At least 120 people have been killed and more than 850 injured in a train disaster involving three trains, including two passenger trains, in eastern India.
Images broadcast by television stations show torn compartments, heaps of twisted metal and bloodstains as well as dozens of passengers lying next to the tracks at the scene of the tragedy, near Balasore, around 200 kilometers from Bhubaneswar, the state capital of Odisha.
Amitabh Sharma, the director of Indian Railways, told AFP that the two passenger trains were “actively involved in the accident”.
“The third train, a freight convoy, which was parked at the site where the tragedy occurred, was also [impliqué] in the accident,” he added without providing further details.
“At last count, we have more than 120 fatalities and this figure is increasing as there are many serious injuries, head injuries,” explained Sudhanshu Sarangi, the director general of the state firefighting services. from Odisha. “A very sad event and the outlook is not good,” he commented.
A high representative of the regional government, Pradeep Jena, for his part specified that “about 850 people had been admitted to hospitals”.
Trapped under heaps of scrap metal
Many passengers could also have been trapped under the metal carcasses of wagons and officials fear that the number of dead is higher.
A survivor told reporters he was asleep when the disaster struck and awoke to find himself under a dozen other passengers, before crawling out of his compartment with only neck and chest injuries. arm.
“We have dispatched doctors and medical personnel to the scene of the accident,” said Dr.r Anil Kumar Mohanty, who practices in Balasore.

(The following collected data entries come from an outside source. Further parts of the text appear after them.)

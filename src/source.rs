use std::{future::Future, time::Duration};

use log::info;
use reqwest::Client;

use crate::error::{RateError, Result};

pub const YEAR_PLACEHOLDER: &str = "{YEAR}";

/// Remote origin of the yearly archive tables.
pub trait RateTableSource {
    /// Returns the raw bytes of the full table published for `year`.
    fn fetch_year(&self, year: i32) -> impl Future<Output = Result<Vec<u8>>> + Send;
}

/// Downloads the yearly table A archive from the National Bank of Poland.
#[derive(Debug, Clone)]
pub struct NbpSource {
    client: Client,
    url_template: String,
}

impl NbpSource {
    pub fn new(url_template: impl Into<String>) -> Result<Self> {
        let url_template = url_template.into();
        if !url_template.contains(YEAR_PLACEHOLDER) {
            return Err(RateError::Config(format!(
                "URL template {url_template:?} lacks {YEAR_PLACEHOLDER}"
            )));
        }

        let client = Client::builder()
            .timeout(Duration::from_secs(30))
            .build()
            .map_err(|e| RateError::Config(format!("Can't build HTTP client: {e}")))?;

        Ok(Self {
            client,
            url_template,
        })
    }

    pub fn url(&self, year: i32) -> String {
        self.url_template
            .replace(YEAR_PLACEHOLDER, &year.to_string())
    }
}

impl RateTableSource for NbpSource {
    async fn fetch_year(&self, year: i32) -> Result<Vec<u8>> {
        let url = self.url(year);
        info!("Fetching table for {year} from {url}");

        let fetch_err = |reason: String| RateError::Fetch { year, reason };
        let resp = self
            .client
            .get(&url)
            .send()
            .await
            .map_err(|e| fetch_err(e.to_string()))?;
        if !resp.status().is_success() {
            return Err(fetch_err(format!("Can't download the file: {}", resp.status())));
        }

        let bytes = resp.bytes().await.map_err(|e| fetch_err(e.to_string()))?;

        Ok(bytes.to_vec())
    }
}

#[cfg(test)]
mod tests {
    use super::*;

    #[test]
    fn substitutes_year_in_template() {
        let source =
            NbpSource::new("https://www.nbp.pl/kursy/Archiwum/archiwum_tab_a_{YEAR}.csv").unwrap();

        assert_eq!(
            source.url(2024),
            "https://www.nbp.pl/kursy/Archiwum/archiwum_tab_a_2024.csv"
        );
    }

    #[test]
    fn template_without_placeholder_is_a_config_error() {
        assert!(matches!(
            NbpSource::new("https://example.com/table.csv"),
            Err(RateError::Config(_))
        ));
    }
}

“We expect relief operations to continue at least until tomorrow morning. From our side, we have prepared all major public and private hospitals, from the crash site to the state capital, to take care of the injured,” said SK Panda, a spokesperson for the authorities. regional.
He added that “75 ambulances” and “numerous buses” had already been sent to the scene to transport both injured passengers and survivors.
Indian Prime Minister Narendra Modi, for his part, said he was “distressed”.
The Minister of Railways, Ashwini Vaishnaw, meanwhile announced that he was going to the scene of the disaster, assuring that “the air force” was also “mobilized”.
Fatal accidents
India has experienced several other rail disasters in the past but safety on the rails has improved significantly in recent years thanks to massive new investments and technological upgrades.
The deadliest railway accident in this country is that of June 6, 1981 when, in the state of Bihar, seven wagons of a train which crossed a bridge, fell into a river, the Bagmati, making between 800 and 1 000 dead.
Friday’s disaster is the worst to occur on rails in India since a train rammed into worshipers gathered for a Hindu festival in the northern state of Punjab on October 19, 2018. Result: around sixty dead and 90 injured. The crowd was on the train tracks to watch a pyrotechnic show.
Another particularly deadly recent accident: on November 20, 2016, the Patna-Indore express train, carrying 2,000 people, derailed very early in the morning in a rural area of the state of Uttar Pradesh, at one o’clock where most of its passengers slept. Some 146 dead and nearly 180 injured were then recorded.
The 14 wagons were off the track near the town of Kanpur.
This tragedy in the railways was the deadliest since the collision between a train and a freight convoy in West Bengal in 2010 which left the same number of dead and more than 200 injured.
Since the beginning of the century, thirteen railway accidents, including at least three caused by attacks (notably that of Bombay in 2006), have each caused more than 50 deaths.